|LORDS OF THE EARTH 38 - THE DAWN OF CIVILIZATION|
|Newsfax Turn: #9 ( 2090 - 2086 BC )|
|May 1, 2016|
Red Sea Centered
NILE VALLEY WAR
Four nations were still involved (Herakleopolis vs Minoans, Old Kingdom & Nubia).
Skilled general Scota of the Old Kingdom defends its border with Middle Egypt with nearly 2,500 swordsmen. Soon reinforcing the Old Kingdom's army is Kyrsi of the Minoans with another two thousand archers, swordsmen and skirmishers.
In Upper Egypt, Nubian King Shasesi watches the border with Middle Egypt with nearly 3,500 archers, swordsmen and skirmishers. In midsummer he is reinforced by lieutenant Rufa'a with over a thousand heavy infantry (sweating profusely in their armor) and yet more archers.
Meanwhile in Middle Egypt King Sekhimib waited with over 5,500 infantry amid numerous stone forts, ready for an attack from either north or south. The year passed peacefully, to the disappointment of embalmers and gravediggers.
All four armies continue to stand ready expecting the other side to attack. By early summer Kyrsi of the Minoans has had enough of inaction and leads his men east across the Nile into Mansura, then south towards the Ghebel Gharib desert.
In early spring while the Old Kingdom, Herakleopolitan and Nubian armies remain vigilant, two thousand Minoan warriors cross into Ghebel Gharib. Realizing the enemy is earning income by trading through the Red Sea port of Mersa Gawasis, Kyrsi resolves to cut that trade route.
The desert nomads pay tribute to Herakleopolis and see no reason to fight to continue doing that. Nevertheless Kyrsi orders them all enslaved which does provoke a fight. Unlike the Minoans (who regard the region as Hell) the natives are at home in the desert and slightly outnumber the invaders. They are however lightly armed and unused to massed bowmen who inflict hundreds of casualties upon them from a distance in the course of numerous ambushes and skirmishes. It still takes Kyrsi until the end of the year to kill enough tribesmen (including their war chief) that their power is broken; it costs the Minoans nearly 400 dead. Wisely they avoided doing any harm to the Egyptian Priesthood's temple shrine.
Now cut off from Herakleopolis by wasteland, the elders of Mersa Gawasis revoke their port's tributary status and declare it neutral and independent.
No one attacks. The Minoans prod long columns of shuffling slaves back through Mansura and across the Nile to Memphis by the end of the year.
King Sekhimib of Herakleopolis, in his late 50s and worn down by years of strain, dies when overcome by heat during the particularly hot summer.
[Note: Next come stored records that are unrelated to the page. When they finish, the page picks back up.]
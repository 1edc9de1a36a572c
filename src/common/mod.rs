// Common module - shared types and utilities across all modules

pub mod error;
pub mod migrations;
pub mod state;
pub mod token;

// Re-export commonly used types for convenience
pub use error::ApiError;
pub use state::AppState;
pub use token::{generate_session_token, generate_user_id};
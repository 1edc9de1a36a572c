// src/main.rs
use axum::{extract::Extension, Router};
use dotenv::dotenv;
use reqwest::Client;
use sqlx::sqlite::{SqliteConnectOptions, SqlitePoolOptions};
use std::collections::HashSet;
use std::env;
use std::path::PathBuf;
use std::time::Duration;
use std::{net::SocketAddr, str::FromStr, sync::Arc};
use tokio::{net::TcpListener, sync::RwLock};
use tower_http::{cors::CorsLayer, trace::TraceLayer};
use tracing::{info, warn};
use tracing_subscriber::EnvFilter;
use url::Url;

use leaderboard_api::auth::auth_routes;
use leaderboard_api::common::{migrations, AppState};
use leaderboard_api::services::SteamService;

#[tokio::main]
async fn main() -> anyhow::Result<()> {
    dotenv().ok();

    tracing_subscriber::fmt()
        .with_env_filter(
            EnvFilter::try_from_default_env().unwrap_or_else(|_| EnvFilter::new("info")),
        )
        .with_target(false)
        .init();

    // ========================================================================
    // ENVIRONMENT CONFIGURATION
    // ========================================================================

    let database_url =
        env::var("DATABASE_URL").unwrap_or_else(|_| "sqlite://leaderboard.db".to_string());
    let steam_api_key = env::var("STEAM_API_KEY").ok();
    let steam_api_base_url = env::var("STEAM_API_BASE_URL").ok();
    let public_url = Url::parse(
        &env::var("PUBLIC_URL").unwrap_or_else(|_| "http://localhost:8080".to_string()),
    )?;
    let session_ttl_days = env::var("SESSION_TTL_DAYS")
        .ok()
        .and_then(|v| v.parse::<i64>().ok())
        .unwrap_or(30);

    if steam_api_key.is_none() {
        warn!("STEAM_API_KEY is not set - sign-in will fail until it is configured");
    }

    // Origins allowed to call the service cross-origin and to act as OpenID
    // return targets.
    let cors_origins_raw = env::var("CORS_ORIGINS")
        .unwrap_or_else(|_| "http://localhost:3000,http://localhost:5173".to_string());
    let allowed_origins: HashSet<String> = cors_origins_raw
        .split(',')
        .map(|s| s.trim().to_string())
        .filter(|s| !s.is_empty())
        .collect();

    // ========================================================================
    // DATABASE SETUP
    // ========================================================================

    if let Some(path_part) = database_url.strip_prefix("sqlite://") {
        let path_without_params = path_part.split('?').next().unwrap_or("");
        if !path_without_params.is_empty() && !path_without_params.starts_with(':') {
            let db_path = PathBuf::from(path_without_params);
            if let Some(parent) = db_path.parent() {
                if !parent.as_os_str().is_empty() {
                    tokio::fs::create_dir_all(parent).await?;
                }
            }
        }
    }

    let connect_options = SqliteConnectOptions::from_str(&database_url)?.create_if_missing(true);
    let pool = SqlitePoolOptions::new()
        .connect_with(connect_options)
        .await?;

    migrations::run_migrations(&pool).await?;

    // ========================================================================
    // SERVICE INITIALIZATION
    // ========================================================================

    // Bounded timeout so a stalled Steam API surfaces as upstream-unavailable
    // instead of hanging the exchange.
    let http_client = Client::builder()
        .timeout(Duration::from_secs(10))
        .build()?;

    let steam_service = Arc::new(SteamService::new(
        http_client.clone(),
        steam_api_key,
        steam_api_base_url,
    ));
    info!("SteamService initialized");

    // ========================================================================
    // APPLICATION STATE
    // ========================================================================

    let app_state = AppState {
        db: pool,
        http: http_client,
        steam_service,
        public_url,
        allowed_origins: allowed_origins.clone(),
        session_ttl_days,
    };

    let shared = Arc::new(RwLock::new(app_state));

    // ========================================================================
    // ROUTER COMPOSITION
    // ========================================================================

    let app = Router::new()
        .merge(auth_routes())
        .layer(Extension(shared.clone()))
        .layer({
            let origins: Vec<axum::http::HeaderValue> = allowed_origins
                .iter()
                .filter_map(|origin| origin.parse().ok())
                .collect();

            CorsLayer::new()
                .allow_origin(origins)
                .allow_methods([
                    axum::http::Method::GET,
                    axum::http::Method::POST,
                    axum::http::Method::OPTIONS,
                ])
                .allow_headers([
                    axum::http::header::CONTENT_TYPE,
                    axum::http::header::AUTHORIZATION,
                ])
                .allow_credentials(true)
        })
        .layer(TraceLayer::new_for_http());

    // ========================================================================
    // SERVER STARTUP
    // ========================================================================

    let port = env::var("PORT")
        .ok()
        .and_then(|p| p.parse::<u16>().ok())
        .unwrap_or(8080);

    let addr = SocketAddr::from(([0, 0, 0, 0], port));
    info!("Listening on {}", addr);
    let listener = TcpListener::bind(addr).await?;
    axum::serve(listener, app.into_make_service()).await?;

    Ok(())
}
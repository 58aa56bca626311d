use core::fmt;

/// An EUI-48 hardware (MAC) address
#[derive(Clone, Copy, Debug, Default, PartialEq, Eq)]
pub struct Identifier([u8; 6]);

impl Identifier {
    /// Length of an address in bytes.
    pub const LENGTH: usize = 6;

    pub const fn new(bytes: [u8; 6]) -> Self {
        Identifier(bytes)
    }

    pub fn as_bytes(&self) -> &[u8; 6] {
        &self.0
    }

    /// Bytes 0 to 3 as the controller expects them in the address-low register.
    pub(crate) fn low_word(&self) -> u32 {
        u32::from_le_bytes([self.0[0], self.0[1], self.0[2], self.0[3]])
    }

    /// Bytes 4 and 5 as the controller expects them in the address-high register.
    pub(crate) fn high_half(&self) -> u16 {
        u16::from_le_bytes([self.0[4], self.0[5]])
    }
}

impl From<[u8; 6]> for Identifier {
    fn from(bytes: [u8; 6]) -> Self {
        Identifier(bytes)
    }
}

impl fmt::Display for Identifier {
    fn fmt(&self, f: &mut fmt::Formatter<'_>) -> fmt::Result {
        let b = &self.0;
        write!(
            f,
            "{:02x}:{:02x}:{:02x}:{:02x}:{:02x}:{:02x}",
            b[0], b[1], b[2], b[3], b[4], b[5]
        )
    }
}

#[cfg(feature = "defmt")]
impl defmt::Format for Identifier {
    fn format(&self, f: defmt::Formatter) {
        let b = &self.0;
        defmt::write!(
            f,
            "{=u8:02x}:{=u8:02x}:{=u8:02x}:{=u8:02x}:{=u8:02x}:{=u8:02x}",
            b[0],
            b[1],
            b[2],
            b[3],
            b[4],
            b[5]
        )
    }
}
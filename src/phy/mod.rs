//! Transceiver register access
//!
//! The transceiver is not memory-mapped. Its registers are reached through the controller's GMII
//! address/data register pair: a request word naming the transceiver, the register and the
//! direction is written to the address register with the busy bit set, and the controller clears
//! the busy bit once the management frame has been shifted out (and, for reads, the result has
//! landed in the data register).

use crate::{
    registers::{gmii_address, Csr, Register as CsrRegister},
    Error, Result, Timing,
};
use hal::blocking::delay::DelayUs;

pub mod bmcr; // Basic Mode Control Register
pub use bmcr::{Reader as ControlReader, Writer as ControlWriter};

pub mod bmsr; // Basic Mode Status Register
pub use bmsr::Reader as StatusReader;

/// Standard transceiver registers used by the driver
#[derive(Clone, Copy, Debug, PartialEq, Eq)]
#[cfg_attr(feature = "defmt", derive(defmt::Format))]
pub enum Register {
    Bmcr = 0x00,
    Bmsr = 0x01,
}

pub trait Phy {
    fn read_register(&mut self, register: Register) -> Result<u16>;
    fn write_register(&mut self, register: Register, new_value: u16) -> Result<()>;

    /// Sleeps for one poll interval.
    fn pause(&mut self);

    fn control(&mut self) -> Result<ControlReader> {
        Ok(ControlReader::new(self.read_register(Register::Bmcr)?))
    }

    fn modify<F: FnOnce(ControlWriter) -> ControlWriter>(&mut self, f: F) -> Result<()> {
        let w = ControlWriter::new(self.read_register(Register::Bmcr)?);
        let new_value = f(w);
        self.write_register(Register::Bmcr, new_value.0)
    }

    fn status(&mut self) -> Result<StatusReader> {
        Ok(StatusReader::new(self.read_register(Register::Bmsr)?))
    }
}

/// The GMII management interface of one controller, talking to the transceiver at `address`
///
/// A single caller is assumed; nothing here locks the register pair.
pub struct Mii<'a, C, D> {
    csr: &'a mut C,
    delay: &'a mut D,
    timing: Timing,
    address: u8,
}

impl<'a, C: Csr, D: DelayUs<u32>> Mii<'a, C, D> {
    pub fn new(csr: &'a mut C, delay: &'a mut D, timing: Timing, address: u8) -> Self {
        Mii {
            csr,
            delay,
            timing,
            address,
        }
    }

    fn is_busy(&self) -> bool {
        self.csr.read(CsrRegister::GmiiAddress) & gmii_address::BUSY != 0
    }

    // The interface is expected to be idle before a transaction is issued, so this has no bound.
    fn wait_for_idle(&self) {
        while self.is_busy() {}
    }

    fn request(&self, register: Register, write: bool) -> u32 {
        let mut request = ((self.address as u32) << gmii_address::PHY_ADDRESS_SHIFT)
            & gmii_address::PHY_ADDRESS_MASK
            | ((register as u32) << gmii_address::REGISTER_SHIFT) & gmii_address::REGISTER_MASK
            | gmii_address::CLOCK_RANGE_100_150_MHZ
            | gmii_address::BUSY;
        if write {
            request |= gmii_address::WRITE;
        }
        request
    }

    fn wait_for_completion(&mut self) -> Result<()> {
        let mut retries = 0;
        while self.is_busy() {
            self.delay.delay_us(self.timing.poll_delay.ticks());
            retries += 1;
            if retries > self.timing.max_retries {
                return Err(Error::Timeout);
            }
        }
        Ok(())
    }
}

impl<'a, C: Csr, D: DelayUs<u32>> Phy for Mii<'a, C, D> {
    fn read_register(&mut self, register: Register) -> Result<u16> {
        self.wait_for_idle();

        let request = self.request(register, false);
        self.csr.write(CsrRegister::GmiiAddress, request);

        self.wait_for_completion()?;

        Ok(self.csr.read(CsrRegister::GmiiData) as u16)
    }

    fn write_register(&mut self, register: Register, new_value: u16) -> Result<()> {
        self.wait_for_idle();

        // The data register must hold the value before the request starts the transaction
        self.csr.write(CsrRegister::GmiiData, new_value as u32);
        let request = self.request(register, true);
        self.csr.write(CsrRegister::GmiiAddress, request);

        self.wait_for_completion()
    }

    fn pause(&mut self) {
        self.delay.delay_us(self.timing.poll_delay.ticks());
    }
}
Second of the Minoan Council Tavrys (healed from his wound at Thapsos) arrives late summer with a dozen galleys including four pentaconters to sweep the Nile for any ships trading at Herakleopolis. Alas for the would-be-pirates most Herakleopolitan galleys were sheltering in port. Three others were intercepted but run ashore and set afire by their crews before they could be boarded; their cargos of cedar at least smelled pleasing as they burned.
In late autumn 50-something widowed Queen Netinbeti of Herakleopolis (and onetime Queen of Thebes) marries a local nobleman a dozen years younger than herself. Palace rumor has it they were more than friends even before Sekhimib was dead. Gotta admire a survivor.
No one attacks. Tavrys returns to Memphis and loads as many slaves from Ghabel Gharib slaves as his ships can hold before heading downriver into the Gulf. Kyrsi (finally!) enjoys some time with wife Queen Ipu of the Old Kingdom who by the end of the year is pregnant.
The last mouthfull of Saraga
Meanwhile Prince Selanat had trekked to Aswan to negotiate with its feudal vassal Saraga closer ties to Nubia, offering himself in marriage to a local noblewoman. Saraga was a former Prince of Nubia (and husband to Jebelein of Meroe) who'd been granted Aswan as a fief as reward for his good service. As such Selanat didn't encounter the usual language or religious problems in his discussions, just Saraga's stubborn nature. By autumn 2088 talks had reached the point where the wily Saraga was willing to pay tribute to Nubia. During a break a relaxing river excursion to view the ruins of Thebes ended in disaster when Saraga's barge ran into and was half-capsized by the remains of a stone pier now hidden by reeds, tumbling all aboard into the Nile. Naturally there were crocs and they feasted well. Only Selanat and a few servants made it ashore.